* [EXERCISE BRIEF]
Look through the records and copy every line in which "never" appears.

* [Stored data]

//! Narration (text-to-speech) interface and its completion gate.
//!
//! Real speech backends do not reliably report when they finish speaking, so
//! completion is decided by [`NarrationGate`], which resolves on the first of:
//!
//! 1. an explicit finished/failed signal from the backend,
//! 2. the backend reporting that it is no longer producing audio,
//! 3. a hard ceiling derived from the estimated speech duration.
//!
//! The clue countdown only starts once the gate has resolved.

use std::{fmt, time::Duration};

use serde::{Deserialize, Serialize};

#[derive(Debug, Clone, PartialEq, Eq, derive_more::Display, derive_more::Error)]
#[display("narration failed: {message}")]
pub struct NarrationError {
    message: String,
}

impl NarrationError {
    #[must_use]
    pub fn new(message: impl Into<String>) -> Self {
        Self {
            message: message.into(),
        }
    }

    #[must_use]
    pub fn message(&self) -> &str {
        &self.message
    }
}

/// A speech backend.
///
/// Implementations are selected by configuration (system voice, external
/// command, silent). `now` is the caller's current instant; backends that
/// track real playback may ignore it.
pub trait Narrator: fmt::Debug {
    /// Starts speaking `text` and returns a handle to the playback.
    fn speak(&mut self, text: &str, now: Duration) -> Result<Box<dyn Narration>, NarrationError>;
}

/// Handle to one in-progress narration.
pub trait Narration: fmt::Debug {
    /// Returns the backend's explicit completion signal, if it has fired.
    fn take_signal(&mut self, now: Duration) -> Option<Result<(), NarrationError>>;

    /// Returns whether the backend reports that audio is still playing.
    fn is_speaking(&mut self, now: Duration) -> bool;

    /// Stops playback. Must be safe to call more than once.
    fn cancel(&mut self);
}

/// How the narration gate resolved.
#[derive(Debug, Clone, Copy, PartialEq, Eq, Serialize, derive_more::IsVariant)]
#[serde(rename_all = "snake_case")]
pub enum NarrationEnd {
    /// The backend signalled completion.
    Finished,
    /// The backend signalled a playback error.
    Failed,
    /// The backend could not start speaking at all.
    Unavailable,
    /// The backend stopped reporting audio without signalling completion.
    ObservedIdle,
    /// The ceiling timeout elapsed first.
    CeilingReached,
}

/// Speech duration estimate used to bound the wait for narration.
#[derive(Debug, Clone, PartialEq, Eq, Serialize, Deserialize)]
pub struct SpeechEstimate {
    /// Time per spoken word (about 150 words per minute).
    pub per_word: Duration,
    pub min: Duration,
    pub max: Duration,
    /// Extra time allowed on top of the estimate before giving up.
    pub margin: Duration,
    /// Time after starting during which an idle backend is not trusted,
    /// since audio may not have begun yet.
    pub idle_grace: Duration,
}

impl Default for SpeechEstimate {
    fn default() -> Self {
        Self {
            per_word: Duration::from_millis(400),
            min: Duration::from_millis(1200),
            max: Duration::from_millis(12_000),
            margin: Duration::from_millis(500),
            idle_grace: Duration::from_millis(300),
        }
    }
}

impl SpeechEstimate {
    /// Estimated time to speak `text`, clamped to `min..=max`.
    #[must_use]
    pub fn estimate(&self, text: &str) -> Duration {
        let words = u32::try_from(text.split_whitespace().count()).unwrap_or(u32::MAX);
        self.per_word
            .saturating_mul(words)
            .clamp(self.min, self.max)
    }

    /// Absolute wait bound for narrating `text`.
    #[must_use]
    pub fn ceiling(&self, text: &str) -> Duration {
        self.estimate(text).saturating_add(self.margin)
    }
}

/// Awaitable narration with a timeout and secondary idle confirmation.
///
/// Poll it on every tick; once it resolves it stays resolved and releases the
/// backend handle.
#[derive(Debug)]
pub struct NarrationGate {
    narration: Option<Box<dyn Narration>>,
    started_at: Duration,
    ceiling: Duration,
    idle_grace: Duration,
    seen_speaking: bool,
    end: Option<NarrationEnd>,
}

impl NarrationGate {
    /// Asks `narrator` to speak `text` and starts guarding its completion.
    ///
    /// A backend that fails to start resolves the gate immediately.
    pub fn start(
        narrator: &mut dyn Narrator,
        text: &str,
        now: Duration,
        speech: &SpeechEstimate,
    ) -> Self {
        let (narration, end) = match narrator.speak(text, now) {
            Ok(narration) => (Some(narration), None),
            Err(err) => {
                tracing::warn!(error = %err, "narration unavailable, continuing without audio");
                (None, Some(NarrationEnd::Unavailable))
            }
        };
        Self {
            narration,
            started_at: now,
            ceiling: speech.ceiling(text),
            idle_grace: speech.idle_grace,
            seen_speaking: false,
            end,
        }
    }

    #[must_use]
    pub fn end(&self) -> Option<NarrationEnd> {
        self.end
    }

    #[must_use]
    pub fn is_resolved(&self) -> bool {
        self.end.is_some()
    }

    /// Instant at which the gate resolves regardless of the backend.
    #[must_use]
    pub fn ceiling_at(&self) -> Duration {
        self.started_at.saturating_add(self.ceiling)
    }

    /// Checks the completion conditions at `now`.
    pub fn poll(&mut self, now: Duration) -> Option<NarrationEnd> {
        if self.end.is_some() {
            return self.end;
        }
        let narration = self.narration.as_mut()?;

        let end = match narration.take_signal(now) {
            Some(Ok(())) => Some(NarrationEnd::Finished),
            Some(Err(err)) => {
                tracing::warn!(error = %err, "narration failed, starting countdown");
                Some(NarrationEnd::Failed)
            }
            None => {
                if narration.is_speaking(now) {
                    self.seen_speaking = true;
                    None
                } else if self.seen_speaking
                    || now.saturating_sub(self.started_at) >= self.idle_grace
                {
                    tracing::debug!("narration went idle without a completion signal");
                    Some(NarrationEnd::ObservedIdle)
                } else {
                    None
                }
            }
        };
        let end = end.or_else(|| {
            (now >= self.ceiling_at()).then(|| {
                tracing::warn!(
                    ceiling_ms = self.ceiling.as_millis(),
                    "narration did not finish before its ceiling"
                );
                NarrationEnd::CeilingReached
            })
        });

        if let Some(end) = end {
            self.finish(end);
        }
        end
    }

    /// Stops playback without resolving the gate.
    pub fn cancel(&mut self) {
        if let Some(mut narration) = self.narration.take() {
            narration.cancel();
        }
    }

    fn finish(&mut self, end: NarrationEnd) {
        if let Some(mut narration) = self.narration.take()
            && end == NarrationEnd::CeilingReached
        {
            narration.cancel();
        }
        self.end = Some(end);
    }
}

/// Narrator used when speech is turned off: every narration completes
/// immediately.
#[derive(Debug, Default, Clone, Copy)]
pub struct SilentNarrator;

#[derive(Debug)]
struct SilentNarration;

impl Narrator for SilentNarrator {
    fn speak(&mut self, _text: &str, _now: Duration) -> Result<Box<dyn Narration>, NarrationError> {
        Ok(Box::new(SilentNarration))
    }
}

impl Narration for SilentNarration {
    fn take_signal(&mut self, _now: Duration) -> Option<Result<(), NarrationError>> {
        Some(Ok(()))
    }

    fn is_speaking(&mut self, _now: Duration) -> bool {
        false
    }

    fn cancel(&mut self) {}
}

/// How a [`SimulatedNarrator`] playback behaves.
#[derive(Debug, Clone, Copy, PartialEq, Eq, Default)]
pub enum SimulatedBehavior {
    /// Speaks for the configured duration, then signals completion.
    #[default]
    Completes,
    /// Speaks for the configured duration, then goes idle without a signal.
    StopsSilently,
    /// Speaks for the configured duration, then signals an error.
    Fails,
    /// Reports speaking forever and never signals.
    Hangs,
    /// Refuses to start.
    Unavailable,
}

/// Deterministic narrator that "speaks" for a fixed duration.
///
/// Keeps a record of every text it was asked to speak. Useful for headless
/// runs and for exercising the narration gate.
#[derive(Debug, Clone)]
pub struct SimulatedNarrator {
    duration: Duration,
    behavior: SimulatedBehavior,
    spoken: Vec<String>,
}

impl SimulatedNarrator {
    #[must_use]
    pub fn new(duration: Duration) -> Self {
        Self::with_behavior(duration, SimulatedBehavior::Completes)
    }

    #[must_use]
    pub fn with_behavior(duration: Duration, behavior: SimulatedBehavior) -> Self {
        Self {
            duration,
            behavior,
            spoken: Vec::new(),
        }
    }

    /// Texts spoken so far, oldest first.
    #[must_use]
    pub fn spoken(&self) -> &[String] {
        &self.spoken
    }
}

#[derive(Debug)]
struct SimulatedNarration {
    ends_at: Duration,
    behavior: SimulatedBehavior,
    cancelled: bool,
}

impl Narrator for SimulatedNarrator {
    fn speak(&mut self, text: &str, now: Duration) -> Result<Box<dyn Narration>, NarrationError> {
        if self.behavior == SimulatedBehavior::Unavailable {
            return Err(NarrationError::new("simulated backend unavailable"));
        }
        self.spoken.push(text.to_owned());
        Ok(Box::new(SimulatedNarration {
            ends_at: now.saturating_add(self.duration),
            behavior: self.behavior,
            cancelled: false,
        }))
    }
}

impl Narration for SimulatedNarration {
    fn take_signal(&mut self, now: Duration) -> Option<Result<(), NarrationError>> {
        if self.cancelled || now < self.ends_at {
            return None;
        }
        match self.behavior {
            SimulatedBehavior::Completes => Some(Ok(())),
            SimulatedBehavior::Fails => Some(Err(NarrationError::new("simulated playback error"))),
            SimulatedBehavior::StopsSilently
            | SimulatedBehavior::Hangs
            | SimulatedBehavior::Unavailable => None,
        }
    }

    fn is_speaking(&mut self, now: Duration) -> bool {
        !self.cancelled && (self.behavior == SimulatedBehavior::Hangs || now < self.ends_at)
    }

    fn cancel(&mut self) {
        self.cancelled = true;
    }
}

#[cfg(test)]
mod tests {
    use super::*;

    const fn ms(n: u64) -> Duration {
        Duration::from_millis(n)
    }

    fn run_until_resolved(gate: &mut NarrationGate, step: Duration) -> (Duration, NarrationEnd) {
        let mut now = Duration::ZERO;
        loop {
            if let Some(end) = gate.poll(now) {
                return (now, end);
            }
            now += step;
            assert!(now < Duration::from_secs(60), "gate never resolved");
        }
    }

    #[test]
    fn test_estimate_is_clamped() {
        let speech = SpeechEstimate::default();
        assert_eq!(speech.estimate("one"), ms(1200));
        assert_eq!(speech.estimate("one two three four five"), ms(2000));
        let long = "word ".repeat(100);
        assert_eq!(speech.estimate(&long), ms(12_000));
        assert_eq!(speech.ceiling("one"), ms(1700));
    }

    #[test]
    fn test_explicit_signal_resolves() {
        let mut narrator = SimulatedNarrator::new(ms(800));
        let mut gate =
            NarrationGate::start(&mut narrator, "short", Duration::ZERO, &SpeechEstimate::default());
        let (at, end) = run_until_resolved(&mut gate, ms(100));
        assert_eq!(end, NarrationEnd::Finished);
        assert_eq!(at, ms(800));
        assert_eq!(narrator.spoken(), ["short"]);
    }

    #[test]
    fn test_idle_poll_resolves_missing_signal() {
        let mut narrator = SimulatedNarrator::with_behavior(ms(600), SimulatedBehavior::StopsSilently);
        let mut gate =
            NarrationGate::start(&mut narrator, "short", Duration::ZERO, &SpeechEstimate::default());
        let (at, end) = run_until_resolved(&mut gate, ms(100));
        assert_eq!(end, NarrationEnd::ObservedIdle);
        assert_eq!(at, ms(600));
    }

    #[test]
    fn test_ceiling_resolves_hung_backend() {
        let mut narrator = SimulatedNarrator::with_behavior(ms(0), SimulatedBehavior::Hangs);
        let speech = SpeechEstimate::default();
        let mut gate = NarrationGate::start(&mut narrator, "a b c", Duration::ZERO, &speech);
        let (at, end) = run_until_resolved(&mut gate, ms(100));
        assert_eq!(end, NarrationEnd::CeilingReached);
        assert_eq!(at, speech.ceiling("a b c"));
    }

    #[test]
    fn test_failure_is_not_fatal() {
        let mut narrator = SimulatedNarrator::with_behavior(ms(300), SimulatedBehavior::Fails);
        let mut gate =
            NarrationGate::start(&mut narrator, "x", Duration::ZERO, &SpeechEstimate::default());
        let (at, end) = run_until_resolved(&mut gate, ms(100));
        assert_eq!(end, NarrationEnd::Failed);
        assert_eq!(at, ms(300));
    }

    #[test]
    fn test_unavailable_backend_resolves_immediately() {
        let mut narrator = SimulatedNarrator::with_behavior(ms(300), SimulatedBehavior::Unavailable);
        let mut gate =
            NarrationGate::start(&mut narrator, "x", ms(50), &SpeechEstimate::default());
        assert_eq!(gate.poll(ms(50)), Some(NarrationEnd::Unavailable));
        assert!(narrator.spoken().is_empty());
    }

    #[test]
    fn test_idle_before_grace_is_not_trusted() {
        // A backend that has not started producing audio yet looks idle.
        #[derive(Debug)]
        struct LateStart;
        impl Narration for LateStart {
            fn take_signal(&mut self, now: Duration) -> Option<Result<(), NarrationError>> {
                (now >= ms(2_000)).then_some(Ok(()))
            }
            fn is_speaking(&mut self, now: Duration) -> bool {
                now >= ms(100) && now < ms(2_000)
            }
            fn cancel(&mut self) {}
        }
        #[derive(Debug)]
        struct LateStartNarrator;
        impl Narrator for LateStartNarrator {
            fn speak(
                &mut self,
                _text: &str,
                _now: Duration,
            ) -> Result<Box<dyn Narration>, NarrationError> {
                Ok(Box::new(LateStart))
            }
        }

        let mut gate = NarrationGate::start(
            &mut LateStartNarrator,
            "one two three four five six",
            Duration::ZERO,
            &SpeechEstimate::default(),
        );
        let (at, end) = run_until_resolved(&mut gate, ms(50));
        assert_eq!(end, NarrationEnd::Finished);
        assert_eq!(at, ms(2_000));
    }

    #[test]
    fn test_resolution_is_sticky() {
        let mut narrator = SilentNarrator;
        let mut gate =
            NarrationGate::start(&mut narrator, "x", Duration::ZERO, &SpeechEstimate::default());
        assert_eq!(gate.poll(Duration::ZERO), Some(NarrationEnd::Finished));
        assert_eq!(gate.poll(ms(10)), Some(NarrationEnd::Finished));
        assert!(gate.is_resolved());
    }
}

* [TASK RESPONSE]
    /// Reports speaking forever and never signals.
            assert!(now < Duration::from_secs(60), "gate never resolved");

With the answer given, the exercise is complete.